--- STUDY MATERIAL ---
⟨
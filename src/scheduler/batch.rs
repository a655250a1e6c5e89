//! Batch planner: decides which requests run each pass.
//!
//! Every pass follows the same protocol:
//! 1. Reset the pool budget
//! 2. Reserve budget for running requests (one decode token each), preempting
//!    any that no longer fit
//! 3. Admit waiting requests in arrival order while reservations succeed
//! 4. After execution, commit real blocks with `prepare_cache` and release
//!    finished requests
//!
//! Requests that are not running hold only the shared null block.

use std::collections::{HashMap, VecDeque};

use tracing::{debug, error, info};
use uuid::Uuid;

use crate::cache::block_pool::PoolError;
use crate::cache::global_pool::SharedPool;
use crate::cache::serving::ServingCacheTable;
use crate::config::SchedulerConfig;

/// Unique request identifier.
pub type RequestId = Uuid;

/// Lifecycle of a request.
#[derive(Debug, Clone, Copy, PartialEq, Eq)]
pub enum RequestState {
    /// Queued or preempted; holds the null block.
    Waiting,
    /// Part of the current batch set; holds real blocks.
    Running,
    /// Done; cache released.
    Finished,
}

/// One generation request and its cache.
#[derive(Debug)]
pub struct Request {
    /// Unique request ID.
    pub id: RequestId,

    /// Prompt length in tokens.
    pub prompt_tokens: usize,

    /// Tokens to generate.
    pub max_tokens: usize,

    /// Tokens generated so far.
    pub generated: usize,

    /// Current lifecycle state.
    pub state: RequestState,

    cache: ServingCacheTable,
}

impl Request {
    /// Tokens a prefill (or recompute after preemption) writes to the cache.
    fn prefill_tokens(&self) -> usize {
        self.prompt_tokens + self.generated
    }

    fn is_done(&self) -> bool {
        self.generated >= self.max_tokens
    }

    pub fn cache(&self) -> &ServingCacheTable {
        &self.cache
    }
}

/// A request picked for this pass.
#[derive(Debug, Clone, PartialEq, Eq)]
pub struct ScheduledRequest {
    pub id: RequestId,
    /// Tokens written to the cache by this step.
    pub num_tokens: usize,
    pub is_prefill: bool,
}

/// Result of one scheduling pass.
#[derive(Debug, Clone, Default)]
pub struct SchedulerOutput {
    /// Budget pass this batch was planned in.
    pub pass: u64,
    /// Requests to execute, in batch order.
    pub scheduled: Vec<ScheduledRequest>,
    /// Running requests moved back to the waiting queue.
    pub preempted: Vec<RequestId>,
    /// Total new tokens in the batch.
    pub num_batched_tokens: usize,
}

impl SchedulerOutput {
    pub fn is_empty(&self) -> bool {
        self.scheduled.is_empty()
    }
}

/// Result of committing an executed batch.
#[derive(Debug, Clone, Default)]
pub struct StepOutput {
    /// Requests that generated their last token.
    pub finished: Vec<RequestId>,
    /// Requests dropped because their blocks could not be committed.
    pub aborted: Vec<RequestId>,
}

/// First-come-first-served batch planner.
pub struct Scheduler {
    /// Shared block pool.
    pool: SharedPool,

    /// Batch limits.
    config: SchedulerConfig,

    /// Requests waiting for admission, oldest first.
    waiting: VecDeque<Request>,

    /// Requests holding real blocks.
    running: Vec<Request>,
}

impl Scheduler {
    pub fn new(pool: SharedPool, config: SchedulerConfig) -> Self {
        Self {
            pool,
            config,
            waiting: VecDeque::new(),
            running: Vec::new(),
        }
    }

    /// Queue a request. Requests that could never fit in the pool are
    /// rejected up front.
    pub fn add_request(
        &mut self,
        prompt_tokens: usize,
        max_tokens: usize,
    ) -> Result<RequestId, PoolError> {
        let mut cache = ServingCacheTable::new(self.pool.clone());

        let required = cache.required_blocks(prompt_tokens + max_tokens);
        let usable = self.pool.lock().pool().usable_blocks();
        if required > usable {
            return Err(PoolError::OutOfBlocks {
                requested: required,
                available: usable,
            });
        }

        cache.assign_null_block()?;
        let request = Request {
            id: Uuid::new_v4(),
            prompt_tokens,
            max_tokens,
            generated: 0,
            state: RequestState::Waiting,
            cache,
        };
        let id = request.id;

        debug!(request_id = %id, prompt_tokens, max_tokens, "Request queued");
        self.waiting.push_back(request);
        Ok(id)
    }

    /// Plan the next batch.
    pub fn schedule(&mut self) -> Result<SchedulerOutput, PoolError> {
        let pass = {
            let mut pool = self.pool.lock();
            pool.reset_budget();
            pool.log_status();
            pool.pass()
        };

        let mut output = SchedulerOutput {
            pass,
            ..Default::default()
        };
        let mut preempted: Vec<(usize, Request)> = Vec::new();

        // Oldest first; under pressure the newest running request gives way.
        let mut queue: VecDeque<(usize, Request)> =
            std::mem::take(&mut self.running).into_iter().enumerate().collect();

        while let Some((position, mut request)) = queue.pop_front() {
            loop {
                if !self.fits_batch(&output, 1) {
                    self.preempt(&mut request, &mut output)?;
                    preempted.push((position, request));
                    break;
                }
                if request.cache.try_reserve_budget(1) {
                    output.scheduled.push(ScheduledRequest {
                        id: request.id,
                        num_tokens: 1,
                        is_prefill: false,
                    });
                    output.num_batched_tokens += 1;
                    self.running.push(request);
                    break;
                }
                match queue.pop_back() {
                    Some((victim_position, mut victim)) => {
                        self.preempt(&mut victim, &mut output)?;
                        preempted.push((victim_position, victim));
                    }
                    None => {
                        self.preempt(&mut request, &mut output)?;
                        preempted.push((position, request));
                        break;
                    }
                }
            }
        }

        // Preempted requests go back ahead of everything that never ran,
        // keeping their original order.
        preempted.sort_by_key(|(position, _)| *position);
        for (_, request) in preempted.into_iter().rev() {
            self.waiting.push_front(request);
        }

        // Waiting requests hold only the placeholder, so the whole prefill is
        // reserved as fresh blocks.
        while let Some(mut request) = self.waiting.pop_front() {
            let num_tokens = request.prefill_tokens();
            if self.fits_batch(&output, num_tokens) && request.cache.try_reserve_budget(num_tokens)
            {
                request.state = RequestState::Running;
                output.scheduled.push(ScheduledRequest {
                    id: request.id,
                    num_tokens,
                    is_prefill: true,
                });
                output.num_batched_tokens += num_tokens;
                self.running.push(request);
                continue;
            }

            self.waiting.push_front(request);
            break;
        }

        debug!(
            pass,
            scheduled = output.scheduled.len(),
            preempted = output.preempted.len(),
            waiting = self.waiting.len(),
            batched_tokens = output.num_batched_tokens,
            "Batch planned"
        );
        Ok(output)
    }

    /// Commit cache growth for an executed batch and retire finished requests.
    pub fn complete(&mut self, output: &SchedulerOutput) -> Result<StepOutput, PoolError> {
        let tokens: HashMap<RequestId, usize> = output
            .scheduled
            .iter()
            .map(|s| (s.id, s.num_tokens))
            .collect();

        let mut step = StepOutput::default();
        let mut still_running = Vec::with_capacity(self.running.len());

        for mut request in std::mem::take(&mut self.running) {
            let Some(&num_tokens) = tokens.get(&request.id) else {
                still_running.push(request);
                continue;
            };

            if let Err(e) = request.cache.prepare_cache(num_tokens) {
                error!(request_id = %request.id, error = %e, "Failed to commit cache");
                request.cache.release_cache()?;
                request.state = RequestState::Finished;
                step.aborted.push(request.id);
                continue;
            }

            request.generated += 1;
            if request.is_done() {
                request.cache.release_cache()?;
                request.state = RequestState::Finished;
                debug!(request_id = %request.id, generated = request.generated, "Request finished");
                step.finished.push(request.id);
                continue;
            }

            still_running.push(request);
        }

        self.running = still_running;
        Ok(step)
    }

    /// Plan and commit one pass.
    pub fn step(&mut self) -> Result<(SchedulerOutput, StepOutput), PoolError> {
        let output = self.schedule()?;
        let step = self.complete(&output)?;
        Ok((output, step))
    }

    /// Return a running request's blocks and budget and park it on the
    /// null block.
    fn preempt(
        &self,
        request: &mut Request,
        output: &mut SchedulerOutput,
    ) -> Result<(), PoolError> {
        request.cache.assign_null_block()?;
        request.state = RequestState::Waiting;
        info!(request_id = %request.id, pass = output.pass, "Preempted request");
        output.preempted.push(request.id);
        Ok(())
    }

    fn fits_batch(&self, output: &SchedulerOutput, num_tokens: usize) -> bool {
        output.scheduled.len() < self.config.max_num_seqs
            && output.num_batched_tokens + num_tokens <= self.config.max_batched_tokens
    }

    pub fn has_unfinished(&self) -> bool {
        !self.waiting.is_empty() || !self.running.is_empty()
    }

    pub fn num_waiting(&self) -> usize {
        self.waiting.len()
    }

    pub fn num_running(&self) -> usize {
        self.running.len()
    }

    /// Look up a waiting or running request.
    pub fn request(&self, id: RequestId) -> Option<&Request> {
        self.running
            .iter()
            .chain(self.waiting.iter())
            .find(|r| r.id == id)
    }

    pub fn pool(&self) -> &SharedPool {
        &self.pool
    }
}

#[cfg(test)]
mod tests {
    use super::*;
    use crate::cache::global_pool::new_shared_pool;

    fn scheduler(num_blocks: usize, block_size: usize) -> Scheduler {
        let pool = new_shared_pool(num_blocks, block_size).unwrap();
        Scheduler::new(pool, SchedulerConfig::default())
    }

    #[test]
    fn test_waiting_request_holds_null_block() {
        let mut sched = scheduler(9, 4);
        let id = sched.add_request(6, 3).unwrap();

        let request = sched.request(id).unwrap();
        assert_eq!(request.state, RequestState::Waiting);
        assert_eq!(request.cache().block_table(), &[0]);
        assert_eq!(sched.pool().lock().pool().num_free(), 8);
    }

    #[test]
    fn test_oversized_request_rejected() {
        let mut sched = scheduler(9, 4);
        let err = sched.add_request(30, 10).unwrap_err();
        assert_eq!(
            err,
            PoolError::OutOfBlocks {
                requested: 10,
                available: 8
            }
        );
        assert!(!sched.has_unfinished());
    }

    #[test]
    fn test_request_runs_to_completion() {
        let mut sched = scheduler(9, 4);
        let id = sched.add_request(6, 3).unwrap();

        let (output, step) = sched.step().unwrap();
        assert_eq!(
            output.scheduled,
            vec![ScheduledRequest {
                id,
                num_tokens: 6,
                is_prefill: true
            }]
        );
        assert!(step.finished.is_empty());
        assert_eq!(sched.request(id).unwrap().cache().block_table(), &[1, 2]);

        let (output, _) = sched.step().unwrap();
        assert!(!output.scheduled[0].is_prefill);

        let (_, step) = sched.step().unwrap();
        assert_eq!(step.finished, vec![id]);
        assert!(!sched.has_unfinished());

        let pool = sched.pool().lock();
        assert_eq!(pool.pool().num_free(), 8);
        assert_eq!(pool.pool().num_allocated(), 0);
    }

    #[test]
    fn test_budget_defers_second_request() {
        let mut sched = scheduler(9, 4);
        let a = sched.add_request(24, 2).unwrap();
        let b = sched.add_request(12, 2).unwrap();

        // A reserves 6 of 8 blocks; B needs 3.
        let output = sched.schedule().unwrap();
        assert_eq!(output.scheduled.len(), 1);
        assert_eq!(output.scheduled[0].id, a);
        assert_eq!(sched.num_waiting(), 1);
        assert_eq!(sched.request(b).unwrap().state, RequestState::Waiting);
        assert_eq!(sched.request(b).unwrap().cache().block_table(), &[0]);

        // Planning alone never touches the physical pool.
        assert_eq!(sched.pool().lock().pool().num_free(), 8);
    }

    #[test]
    fn test_batch_token_limit() {
        let pool = new_shared_pool(65, 4).unwrap();
        let config = SchedulerConfig {
            max_num_seqs: 8,
            max_batched_tokens: 10,
        };
        let mut sched = Scheduler::new(pool, config);
        sched.add_request(6, 2).unwrap();
        sched.add_request(6, 2).unwrap();

        let output = sched.schedule().unwrap();
        assert_eq!(output.scheduled.len(), 1);
        assert_eq!(output.num_batched_tokens, 6);
    }

    #[test]
    fn test_preemption_frees_blocks() {
        // 4 usable blocks of 4 tokens.
        let mut sched = scheduler(5, 4);
        let a = sched.add_request(8, 8).unwrap();
        let b = sched.add_request(8, 8).unwrap();

        // Both prefill into 2 blocks each; the pool is now full.
        let (output, _) = sched.step().unwrap();
        assert_eq!(output.scheduled.len(), 2);
        assert_eq!(sched.pool().lock().pool().num_free(), 0);

        // Each needs a fresh block for its next token. The newer request
        // gives its blocks up so the older one keeps running.
        let (output, _) = sched.step().unwrap();
        assert_eq!(output.preempted, vec![b]);
        assert_eq!(output.scheduled.len(), 1);
        assert_eq!(output.scheduled[0].id, a);
        assert_eq!(sched.request(a).unwrap().cache().block_table(), &[1, 2, 3]);

        let preempted = sched.request(b).unwrap();
        assert_eq!(preempted.state, RequestState::Waiting);
        assert_eq!(preempted.cache().block_table(), &[0]);
        assert_eq!(sched.pool().lock().pool().num_free(), 1);
    }

    #[test]
    fn test_preempted_requests_keep_arrival_order() {
        // 5 usable blocks of 4 tokens; prefills fill them exactly.
        let mut sched = scheduler(6, 4);
        let a = sched.add_request(8, 8).unwrap();
        let b = sched.add_request(8, 8).unwrap();
        let c = sched.add_request(4, 8).unwrap();

        let (output, _) = sched.step().unwrap();
        assert_eq!(output.scheduled.len(), 3);
        assert_eq!(sched.pool().lock().pool().num_free(), 0);

        // C's single block goes to A, then B has nothing left to evict but
        // itself.
        let (output, _) = sched.step().unwrap();
        assert_eq!(output.preempted, vec![c, b]);
        assert_eq!(output.scheduled.len(), 1);
        assert_eq!(output.scheduled[0].id, a);

        let waiting: Vec<RequestId> = sched.waiting.iter().map(|r| r.id).collect();
        assert_eq!(waiting, vec![b, c]);
    }
}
⟩
--- ACTIVITY ---
Find every line in the records that has the string "required", then state how many there are and nothing else.

--- ANSWER TO THE PROBLEM ---
3